We live in a time when ghost writers are available for any rich or famous personality to tell their stories. With their communication power, these books are sure to get a good audience. This is unfortunate, because now one doesn't need to know how to write, nor to have a good story to tell before publishing. I wonder how many great authors are still unknown for lack of opportunity to publish, while books about "stars" abound.

Wynonna's book has basically three parts:

1) Her crazy, gold digging mother destroys her childhood and adolescence by using her as a child singer in a country music career. Wynonna is basically a prop in her mother's show, what a doll is to a ventriloquist. She grows up without developing any maturity, insecure and codependent.

2) Wynonna as an adult is wildly successful. Because of her mother issues, she has weight problems, spends millions in an irresponsible lifestyle, and doesn't manage her life, her career nor anything else. She is a 30 year-old teenager. Monster mommy still stays in backstage, pulling her strings and manipulating her.

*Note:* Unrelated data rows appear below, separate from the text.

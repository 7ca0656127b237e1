use emerald_primitives::{Address, GotExpected, SignatureError, B256, U256};
use emerald_state::StateError;

/// Reasons block execution fails.
#[derive(thiserror::Error, Debug, Clone, PartialEq, Eq)]
pub enum BlockExecutionError {
    /// A replay-protected transaction is bound to the wrong chain.
    #[error("transaction {tx} carries chain id {embedded}, configuration expects {configured}")]
    InvalidChainId {
        /// The offending transaction.
        tx: B256,
        /// Chain id embedded in the signature.
        embedded: u64,
        /// Chain id the configuration requires.
        configured: u64,
    },

    /// The sender could not be recovered.
    #[error("cannot recover sender of transaction {tx}")]
    SenderRecovery {
        /// The offending transaction.
        tx: B256,
        /// Underlying signature failure.
        #[source]
        source: SignatureError,
    },

    /// The transaction nonce does not match the sender account.
    #[error("transaction {tx} nonce invalid: {nonce}")]
    InvalidNonce {
        /// The offending transaction.
        tx: B256,
        /// Transaction nonce versus account nonce.
        nonce: GotExpected<u64>,
    },

    /// The sender cannot pay for the gas it is buying.
    #[error("sender {address} of transaction {tx} has balance {have}, gas purchase needs {want}")]
    InsufficientBalanceForGas {
        /// The offending transaction.
        tx: B256,
        /// The paying account.
        address: Address,
        /// Available balance.
        have: U256,
        /// Cost of the gas purchase.
        want: U256,
    },

    /// The block gas pool cannot cover the transaction's gas limit.
    #[error("gas pool holds {pool}, transaction {tx} wants {want}")]
    GasLimitReached {
        /// The offending transaction.
        tx: B256,
        /// Remaining pool gas.
        pool: u64,
        /// Requested gas.
        want: u64,
    },

    /// The transaction's gas limit does not cover its intrinsic cost.
    #[error("transaction {tx} gas limit {gas_limit} is below intrinsic cost {required}")]
    IntrinsicGas {
        /// The offending transaction.
        tx: B256,
        /// Purchased gas.
        gas_limit: u64,
        /// Intrinsic requirement.
        required: u64,
    },

    /// World-state failure during execution.
    #[error(transparent)]
    State(#[from] StateError),
}
//! Commonly used types for the emerald chain core.
//!
//! Headers, blocks, legacy transactions with both signing schemes, receipts
//! with the dual pre/post status encoding, accounts, and the deterministic
//! root computations that tie them into consensus hashes.

mod account;
mod block;
pub mod constants;
mod header;
mod log;
pub mod proofs;
mod receipt;
mod transaction;

pub use account::Account;
pub use block::{Block, BlockBody, SealedBlock};
pub use header::{Header, SealedHeader};
pub use log::{logs_bloom, Log};
pub use receipt::{Receipt, ReceiptOutcome, ReceiptWithBloom};
pub use transaction::{
    sign_transaction, Signature, SignatureError, Signer, Transaction, TransactionSigned,
    TxLookupEntry,
};

pub use alloy_primitives::{self, keccak256, Address, Bloom, Bytes, TxKind, B256, B64, U256};

/// A block number.
pub type BlockNumber = u64;

/// Pair of computed and expected values carried by mismatch errors.
#[derive(Clone, Copy, Debug, PartialEq, Eq)]
pub struct GotExpected<T> {
    /// The computed value.
    pub got: T,
    /// The value the header or caller declared.
    pub expected: T,
}

impl<T: std::fmt::Display> std::fmt::Display for GotExpected<T> {
    fn fmt(&self, f: &mut std::fmt::Formatter<'_>) -> std::fmt::Result {
        write!(f, "got {}, expected {}", self.got, self.expected)
    }
}

impl<T> From<(T, T)> for GotExpected<T> {
    fn from((got, expected): (T, T)) -> Self {
        Self { got, expected }
    }
}
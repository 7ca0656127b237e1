//! Consensus constants shared across the core.

use alloy_primitives::{b256, B256, U256};

/// Keccak-256 of the empty byte string. The code hash of accounts without
/// code.
pub const KECCAK_EMPTY: B256 =
    b256!("c5d2460186f7233c927e7db2dcc703c0e500b653ca82273b7bfad8045d85a470");

/// Keccak-256 of the RLP encoding of an empty list. The ommers hash of
/// blocks without uncles.
pub const EMPTY_OMMERS_HASH: B256 =
    b256!("1dcc4de8dec75d7aab85b567b6ccd41ad312451b948a7413f0a142fd40d49347");

/// Root of an empty Merkle-Patricia trie.
pub const EMPTY_ROOT_HASH: B256 = alloy_trie::EMPTY_ROOT_HASH;

/// Lower clamp applied by every difficulty formula (2^17).
pub const MINIMUM_DIFFICULTY: U256 = U256::from_limbs([131_072, 0, 0, 0]);

/// Divisor deriving the per-block difficulty adjustment step.
pub const DIFFICULTY_BOUND_DIVISOR: U256 = U256::from_limbs([2048, 0, 0, 0]);

/// Block-number period of the difficulty bomb exponent.
pub const EXP_DIFF_PERIOD: u64 = 100_000;

/// Divisor bounding the per-block gas-limit drift.
pub const GAS_LIMIT_BOUND_DIVISOR: u64 = 1024;

/// Smallest gas limit a header may carry.
pub const MINIMUM_GAS_LIMIT: u64 = 5000;

/// Default cap on header extra-data length.
pub const MAXIMUM_EXTRA_DATA_SIZE: usize = 32;

/// Maximum number of uncles a block may include.
pub const MAX_UNCLES: usize = 2;

/// Depth of the ancestor window uncles are checked against.
pub const UNCLE_WINDOW: u64 = 7;

/// Base miner reward, 5 ether in wei. Era schedules scale it down.
pub const BASE_BLOCK_REWARD: U256 = U256::from_limbs([5_000_000_000_000_000_000, 0, 0, 0]);

/// Gas charged for every transaction.
pub const TX_GAS: u64 = 21_000;

/// Gas charged for a contract-creating transaction from Homestead on.
pub const TX_CREATE_GAS: u64 = 53_000;

/// Per-byte gas for zero bytes of transaction data.
pub const TX_DATA_ZERO_GAS: u64 = 4;

/// Per-byte gas for non-zero bytes of transaction data.
pub const TX_DATA_NONZERO_GAS: u64 = 68;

3) Wynonna is almost 40 (yawnnnn...) and finds a psychology clinic which helps her to have some very basic ideas about how to control her life. She marries a guy who is sane and helps her to have some (just a little) independence from monster mommy. Now she is free to enjoy her millions of dollars and millions of adoring fans.

It is very hard to empathize with Wynonna. She basically never had a problem in her life besides her mother. After 10 pages, the reader wants to scream: "get rid of the witch of mother ! It is all her fault !" But Wynonna can't see that.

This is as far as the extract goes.